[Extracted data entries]
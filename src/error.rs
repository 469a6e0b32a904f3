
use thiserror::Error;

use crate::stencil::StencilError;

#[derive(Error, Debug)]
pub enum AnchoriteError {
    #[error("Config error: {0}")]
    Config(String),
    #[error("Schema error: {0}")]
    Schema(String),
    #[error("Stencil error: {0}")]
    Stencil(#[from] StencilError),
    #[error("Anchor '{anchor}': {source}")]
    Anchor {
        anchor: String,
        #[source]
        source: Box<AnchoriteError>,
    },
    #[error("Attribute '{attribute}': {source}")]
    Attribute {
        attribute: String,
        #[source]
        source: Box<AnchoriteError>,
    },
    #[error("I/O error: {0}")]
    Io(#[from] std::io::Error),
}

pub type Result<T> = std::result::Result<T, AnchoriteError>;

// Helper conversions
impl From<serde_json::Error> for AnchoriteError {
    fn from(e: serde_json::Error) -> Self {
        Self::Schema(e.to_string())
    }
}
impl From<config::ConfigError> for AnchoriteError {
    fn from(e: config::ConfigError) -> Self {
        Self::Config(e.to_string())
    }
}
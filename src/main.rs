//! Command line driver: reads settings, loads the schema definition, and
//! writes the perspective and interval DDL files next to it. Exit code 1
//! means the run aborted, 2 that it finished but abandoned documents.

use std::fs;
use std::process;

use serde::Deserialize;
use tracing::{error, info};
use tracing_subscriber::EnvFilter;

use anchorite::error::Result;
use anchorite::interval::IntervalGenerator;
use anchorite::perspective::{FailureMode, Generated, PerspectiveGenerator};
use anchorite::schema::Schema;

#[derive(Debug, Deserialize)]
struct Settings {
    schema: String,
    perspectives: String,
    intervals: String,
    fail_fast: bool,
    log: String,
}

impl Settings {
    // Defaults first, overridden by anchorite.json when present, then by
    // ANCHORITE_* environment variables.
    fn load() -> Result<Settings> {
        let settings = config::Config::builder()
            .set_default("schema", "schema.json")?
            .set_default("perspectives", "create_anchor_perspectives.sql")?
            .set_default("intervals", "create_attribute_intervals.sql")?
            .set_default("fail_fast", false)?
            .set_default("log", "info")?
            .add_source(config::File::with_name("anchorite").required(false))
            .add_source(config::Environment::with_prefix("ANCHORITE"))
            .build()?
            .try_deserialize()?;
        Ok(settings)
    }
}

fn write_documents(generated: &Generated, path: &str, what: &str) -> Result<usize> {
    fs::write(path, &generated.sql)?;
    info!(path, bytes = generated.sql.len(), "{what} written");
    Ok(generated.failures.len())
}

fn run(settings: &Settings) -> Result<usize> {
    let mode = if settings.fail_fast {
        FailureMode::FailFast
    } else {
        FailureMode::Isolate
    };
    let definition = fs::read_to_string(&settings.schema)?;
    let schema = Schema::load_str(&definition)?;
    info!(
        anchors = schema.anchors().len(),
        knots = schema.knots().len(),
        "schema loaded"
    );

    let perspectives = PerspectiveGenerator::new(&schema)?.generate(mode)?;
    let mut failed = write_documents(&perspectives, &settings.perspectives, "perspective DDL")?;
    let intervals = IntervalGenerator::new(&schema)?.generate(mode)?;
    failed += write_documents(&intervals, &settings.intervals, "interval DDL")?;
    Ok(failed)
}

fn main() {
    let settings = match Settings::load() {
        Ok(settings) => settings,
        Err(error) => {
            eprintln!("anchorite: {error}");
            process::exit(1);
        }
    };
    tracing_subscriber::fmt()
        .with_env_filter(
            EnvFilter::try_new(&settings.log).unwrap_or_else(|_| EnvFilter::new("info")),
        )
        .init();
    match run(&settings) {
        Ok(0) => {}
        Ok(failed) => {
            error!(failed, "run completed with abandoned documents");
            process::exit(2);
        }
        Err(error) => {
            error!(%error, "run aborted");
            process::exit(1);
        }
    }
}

• [AIM OF THE TASK]:
Every line of the data above should be reproduced word for word.

• [ANSWER SPACE]:
filename src/error.rs
repository 469a6e0b32a904f3

use thiserror::Error;

use crate::stencil::StencilError;

#[derive(Error, Debug)]
pub enum AnchoriteError {
    #[error("Config error: {0}")]
    Config(String),
    #[error("Schema error: {0}")]
    Schema(String),
    #[error("Stencil error: {0}")]
    Stencil(#[from] StencilError),
    #[error("Anchor '{anchor}': {source}")]
    Anchor {
        anchor: String,
        #[source]
        source: Box<AnchoriteError>,
    },
    #[error("Attribute '{attribute}': {source}")]
    Attribute {
        attribute: String,
        #[source]
        source: Box<AnchoriteError>,
    },
    #[error("I/O error: {0}")]
    Io(#[from] std::io::Error),
}

pub type Result<T> = std::result::Result<T, AnchoriteError>;

// Helper conversions
impl From<serde_json::Error> for AnchoriteError {
    fn from(e: serde_json::Error) -> Self {
        Self::Schema(e.to_string())
    }
}
impl From<config::ConfigError> for AnchoriteError {
    fn from(e: config::ConfigError) -> Self {
        Self::Config(e.to_string())
    }
}
filename src/main.rs
//! Command line driver: reads settings, loads the schema definition, and
//! writes the perspective and interval DDL files next to it. Exit code 1
//! means the run aborted, 2 that it finished but abandoned documents.

use std::fs;
use std::process;

use serde::Deserialize;
use tracing::{error, info};
use tracing_subscriber::EnvFilter;

use anchorite::error::Result;
use anchorite::interval::IntervalGenerator;
use anchorite::perspective::{FailureMode, Generated, PerspectiveGenerator};
use anchorite::schema::Schema;

#[derive(Debug, Deserialize)]
struct Settings {
    schema: String,
    perspectives: String,
    intervals: String,
    fail_fast: bool,
    log: String,
}

impl Settings {
    // Defaults first, overridden by anchorite.json when present, then by
    // ANCHORITE_* environment variables.
    fn load() -> Result<Settings> {
        let settings = config::Config::builder()
            .set_default("schema", "schema.json")?
            .set_default("perspectives", "create_anchor_perspectives.sql")?
            .set_default("intervals", "create_attribute_intervals.sql")?
            .set_default("fail_fast", false)?
            .set_default("log", "info")?
            .add_source(config::File::with_name("anchorite").required(false))
            .add_source(config::Environment::with_prefix("ANCHORITE"))
            .build()?
            .try_deserialize()?;
        Ok(settings)
    }
}

fn write_documents(generated: &Generated, path: &str, what: &str) -> Result<usize> {
    fs::write(path, &generated.sql)?;
    info!(path, bytes = generated.sql.len(), "{what} written");
    Ok(generated.failures.len())
}

fn run(settings: &Settings) -> Result<usize> {
    let mode = if settings.fail_fast {
        FailureMode::FailFast
    } else {
        FailureMode::Isolate
    };
    let definition = fs::read_to_string(&settings.schema)?;
    let schema = Schema::load_str(&definition)?;
    info!(
        anchors = schema.anchors().len(),
        knots = schema.knots().len(),
        "schema loaded"
    );

    let perspectives = PerspectiveGenerator::new(&schema)?.generate(mode)?;
    let mut failed = write_documents(&perspectives, &settings.perspectives, "perspective DDL")?;
    let intervals = IntervalGenerator::new(&schema)?.generate(mode)?;
    failed += write_documents(&intervals, &settings.intervals, "interval DDL")?;
    Ok(failed)
}

fn main() {
    let settings = match Settings::load() {
        Ok(settings) => settings,
        Err(error) => {
            eprintln!("anchorite: {error}");
            process::exit(1);
        }
    };
    tracing_subscriber::fmt()
        .with_env_filter(
            EnvFilter::try_new(&settings.log).unwrap_or_else(|_| EnvFilter::new("info")),
        )
        .init();
    match run(&settings) {
        Ok(0) => {}
        Ok(failed) => {
            error!(failed, "run completed with abandoned documents");
            process::exit(2);
        }
        Err(error) => {
            error!(%error, "run aborted");
            process::exit(1);
        }
    }
}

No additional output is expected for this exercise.